Genard et al. 2017 investigated macrophage polarization's molecular mechanisms using multiple mouse models and human cell lines. The findings revealed a three-phase response curve in which low- and high-dose RT polarized M2 (anti-inflammatory), but moderate-dose RT (1–10 Gy) polarized M1 (pro-inflammatory phenotype) [39]. The M1 and M2 phenotypes are not absolute in single cells or cell populations but instead show a combination. This theory holds that pro- and anti-inflammatory phenotypes can coexist and that the radiation dose determines the final phenotype [35]. Klug and colleagues discovered that the tissue microenvironment influences cell LD-RT polarization [40]. Roedel and colleagues state that linear energy transfer radiation has shown promise as a treatment option for COVID-19 patients with VP. Because of attenuation through the chest wall, the mean dose ranges from tens to one Gy.

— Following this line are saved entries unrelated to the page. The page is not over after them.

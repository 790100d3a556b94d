//! JSON-RPC message envelope

use crate::constants::rpc::JSONRPC_VERSION;
use jsonrpsee::types::ErrorObjectOwned;
use serde::{Deserialize, Deserializer, Serialize};
use serde_json::Value;

/// A JSON-RPC request, notification or response.
///
/// Fields present on the wire with a JSON `null` value (`"id": null`, `"result": null`) are kept as
/// `Some(Value::Null)`, so a response carrying a null result is still a response.
#[derive(Debug, Clone, Default, PartialEq, Serialize, Deserialize)]
pub struct Message {
    #[serde(default, skip_serializing_if = "Option::is_none")]
    pub jsonrpc: Option<String>,
    #[serde(
        default,
        deserialize_with = "present",
        skip_serializing_if = "Option::is_none"
    )]
    pub id: Option<Value>,
    #[serde(default, skip_serializing_if = "Option::is_none")]
    pub method: Option<String>,
    #[serde(
        default,
        deserialize_with = "present",
        skip_serializing_if = "Option::is_none"
    )]
    pub params: Option<Value>,
    #[serde(
        default,
        deserialize_with = "present",
        skip_serializing_if = "Option::is_none"
    )]
    pub result: Option<Value>,
    #[serde(default, skip_serializing_if = "Option::is_none")]
    pub error: Option<ErrorObjectOwned>,
}

fn present<'de, D>(deserializer: D) -> Result<Option<Value>, D::Error>
where
    D: Deserializer<'de>,
{
    Value::deserialize(deserializer).map(Some)
}

impl Message {
    /// Create a method call.
    pub fn request(id: Value, method: impl Into<String>, params: Option<Value>) -> Self {
        Self {
            jsonrpc: Some(JSONRPC_VERSION.into()),
            id: Some(id),
            method: Some(method.into()),
            params,
            ..Default::default()
        }
    }

    /// Create a method call that expects no response.
    pub fn notification(method: impl Into<String>, params: Option<Value>) -> Self {
        Self {
            jsonrpc: Some(JSONRPC_VERSION.into()),
            method: Some(method.into()),
            params,
            ..Default::default()
        }
    }

    /// Create a successful response.
    pub fn response(id: Value, result: Value) -> Self {
        Self {
            jsonrpc: Some(JSONRPC_VERSION.into()),
            id: Some(id),
            result: Some(result),
            ..Default::default()
        }
    }

    /// Create an error response. Use `Value::Null` when the request id is unknown.
    pub fn error_response(id: Value, error: ErrorObjectOwned) -> Self {
        Self {
            jsonrpc: Some(JSONRPC_VERSION.into()),
            id: Some(id),
            error: Some(error),
            ..Default::default()
        }
    }

    pub fn is_call(&self) -> bool {
        self.method.is_some() && self.has_valid_id()
    }

    pub fn is_notification(&self) -> bool {
        self.method.is_some() && self.id.is_none()
    }

    pub fn is_response(&self) -> bool {
        self.method.is_none()
            && self.has_valid_id()
            && (self.result.is_some() || self.error.is_some())
    }

    fn has_valid_id(&self) -> bool {
        matches!(self.id, Some(Value::Number(_)) | Some(Value::String(_)))
    }
}

/// Decode a request payload into its messages.
///
/// The boolean is true when the payload is a JSON array (a batch), which is decided by the first
/// non-whitespace byte.
pub fn parse_payload(payload: &[u8]) -> Result<(Vec<Message>, bool), serde_json::Error> {
    if is_batch(payload) {
        Ok((serde_json::from_slice(payload)?, true))
    } else {
        Ok((vec![serde_json::from_slice(payload)?], false))
    }
}

fn is_batch(payload: &[u8]) -> bool {
    payload
        .iter()
        .find(|b| !b.is_ascii_whitespace())
        .is_some_and(|b| *b == b'[')
}

#[cfg(test)]
mod tests {
    use super::*;
    use jsonrpsee::types::ErrorObject;
    use serde_json::json;

    #[test]
    fn null_result_is_kept() {
        let msg: Message =
            serde_json::from_str(r#"{"jsonrpc":"2.0","id":1,"result":null}"#).unwrap();
        assert_eq!(msg.result, Some(Value::Null));
        assert!(msg.is_response());
        assert_eq!(
            serde_json::to_value(&msg).unwrap(),
            json!({"jsonrpc": "2.0", "id": 1, "result": null})
        );
    }

    #[test]
    fn absent_fields_are_omitted() {
        let msg = Message::notification("eth_subscription", None);
        assert!(msg.is_notification());
        assert!(!msg.is_call());
        assert_eq!(
            serde_json::to_value(&msg).unwrap(),
            json!({"jsonrpc": "2.0", "method": "eth_subscription"})
        );
    }

    #[test]
    fn error_response_shape() {
        let msg = Message::error_response(
            Value::Null,
            ErrorObject::owned(-32700, "parse error", None::<bool>),
        );
        assert_eq!(
            serde_json::to_value(&msg).unwrap(),
            json!({
                "jsonrpc": "2.0",
                "id": null,
                "error": {"code": -32700, "message": "parse error"}
            })
        );
    }

    #[test]
    fn payload_batch_detection() {
        let payload = b"  \n[{\"id\":1,\"method\":\"a\"},{\"id\":2,\"method\":\"b\"}]";
        let (msgs, batch) = parse_payload(payload).unwrap();
        assert!(batch);
        assert_eq!(msgs.len(), 2);
        assert_eq!(msgs[1].method.as_deref(), Some("b"));

        let (msgs, batch) = parse_payload(br#"{"id":"x","method":"a","params":[]}"#).unwrap();
        assert!(!batch);
        assert_eq!(msgs[0].id, Some(json!("x")));
        assert_eq!(msgs[0].params, Some(json!([])));

        let (msgs, batch) = parse_payload(b"[]").unwrap();
        assert!(batch);
        assert!(msgs.is_empty());

        assert!(parse_payload(b"{\"id\":").is_err());
    }
}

Scientists have been studying the fundamental principles underlying the efficacy of these doses for the past three decades. Indeed, in vitro and in vivo studies have revealed a complicated relationship between LD-RT and inflammatory pathways. Numerous studies have been carried out to investigate methods for modulating the inflammatory properties of leukocytes, macrophages, fibroblasts, and endothelial cells and their cytokine/chemokine production and growth factors [10, 41]. So far, the investigated pathways have similar dose–response relationships, with substantial effects ranging from 0.3 to 0.7 Gy, previously recognized as the most potent in clinical situations, such as pneumonia treatment. Despite the scarcity of experimental or preclinical data on LD-RT testing in COVID-19 respiratory distress patients, a single 0.5 Gy treatment, similar to the previous proof, may be recommended.

For the best therapeutic efficacy, Calabrese et al. recommended a dose range of 0.2 to 2 Gy. According to the researchers, this tailored LD-RT appears most effective during acute illness when cytokines are at their peak. COVID-19 patients with CS should receive a single total dose of 0.3–0.5 Gy, according to the authors. Furthermore, it significantly reduces the possibility of any negative long-term consequences [35].

It was recently demonstrated that LD-RT could treat COVID-19 pneumonia with a single acute dose of 0.3–1 Gy of low radiation to the lungs while causing no natural tissue damage. Ghadimi-Moghadam et al. [42] propose that COVID-19 pneumonia be treated with a few mGy priming doses followed by a single 0.25 Gy dose. In Ramsar, Iran, the maximum natural background radiation exposure is 0.26 Gy/year. Clinical LD-RT investigations are recommended for COVID-19 pneumonia by both Ghadimi-Moghadam et al. and Kirkby and Mackenzie [7, 42].

Researchers believe that more research into the efficacy of complete LD-RT would benefit from treating inflammatory/infectious illnesses, such as COVID-19 pneumonia patients based on its proposed mode of action to reduce the extensive inflammatory repercussions of CS and potentially reduce death. LD-RT has anti-inflammatory effects on systemic inflammation regardless of where the inflammation is located. Clinical and analytical evidence on VP, dose levels, and irradiation timing is lacking. More research is needed to determine whether RT benefits COVID-19 patients suffering from hypoxia.